I've been thinking more and more about accountability lately in terms of feedback loops and larger organizations. I'm one of those people who writes a letter [a real letter] if my frozen orange juice is brown or there are weevil eggs in my brown rice. For my troubles I'll usually get a coupon or a check, and a nice letter and then a feeling that I've been bought off for another while until the next bad product comes my way, but at least I feel noticed. When I send email to companies [like Hansdspring for example who claims to have free email support, but their support consists of mainly trying to get you to call their pay-per-incident phone line] I often feel that it goes into a black hole. At least on the phone you can hold to talk to a supervisor, take some names and numbers, basically get some sort of real-time handling of your issue from someone with a real human voice. With email, it seems like we're in a weird in-between phase in technology adoption where accountability isn't ramped up or built in, and so troubling issues over email can just be ignored, deleted or passed off to the next shift of emailers. More often than not, support and service email comes with no name attached to it and seems often to come from other countries and from outsouced workers with little familiarity with the company or the products.
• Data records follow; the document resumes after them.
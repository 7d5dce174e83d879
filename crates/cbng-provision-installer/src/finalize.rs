use std::fs::{self, File};
use std::io;
use std::path::Path;

use anyhow::{Context, Result};
use cbng_provision_core::ProvisionError;
use tracing::info;

use crate::ProvisionLayout;

/// Removes the staging tree and archive, then drops the package marker.
///
/// Both intermediates must still exist; finding either gone means something
/// else touched the pipeline's paths.
pub fn finalize(layout: &ProvisionLayout) -> Result<()> {
    remove_staging_dir(layout.staging_dir())?;
    remove_archive(layout.archive_path())?;
    write_package_marker(layout)?;
    Ok(())
}

fn remove_staging_dir(staging_dir: &Path) -> Result<()> {
    match fs::symlink_metadata(staging_dir) {
        Ok(metadata) if metadata.is_dir() => {}
        Ok(_) => return Err(missing("staging directory", staging_dir)),
        Err(err) if err.kind() == io::ErrorKind::NotFound => {
            return Err(missing("staging directory", staging_dir));
        }
        Err(err) => {
            return Err(err)
                .with_context(|| format!("failed to stat staging dir: {}", staging_dir.display()));
        }
    }
    fs::remove_dir_all(staging_dir)
        .with_context(|| format!("failed to remove staging dir: {}", staging_dir.display()))?;
    info!(path = %staging_dir.display(), "removed staging directory");
    Ok(())
}

fn remove_archive(archive_path: &Path) -> Result<()> {
    match fs::remove_file(archive_path) {
        Ok(()) => {
            info!(path = %archive_path.display(), "removed archive");
            Ok(())
        }
        Err(err) if err.kind() == io::ErrorKind::NotFound => {
            Err(missing("archive file", archive_path))
        }
        Err(err) => Err(err)
            .with_context(|| format!("failed to remove archive: {}", archive_path.display())),
    }
}

/// Fails if the marker directory already exists.
pub fn write_package_marker(layout: &ProvisionLayout) -> Result<()> {
    let marker_dir = layout.marker_dir();
    if let Some(parent) = marker_dir.parent() {
        fs::create_dir_all(parent)
            .with_context(|| format!("failed to create {}", parent.display()))?;
    }
    fs::create_dir(&marker_dir).with_context(|| {
        format!(
            "failed to create package marker dir: {}",
            marker_dir.display()
        )
    })?;

    let marker_path = layout.marker_path();
    File::create(&marker_path)
        .with_context(|| format!("failed to create package marker: {}", marker_path.display()))?;
    info!(path = %marker_path.display(), "wrote package marker");
    Ok(())
}

fn missing(what: &str, path: &Path) -> anyhow::Error {
    ProvisionError::InconsistentState {
        what: what.to_string(),
        path: path.to_path_buf(),
    }
    .into()
}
The whole time I worked at Google Answers, the email I got from my supposed employers never had a name attached to it. I was hired and [sort of] fired by the organization, not any real person. This is a bad and sucky trend; one of my resolutions is to try not to be a part of it, or not accept it when it is foisted upon me. In a completely related bit of news the Poets Against the War project is pretty much wrapping up. More on them later this month.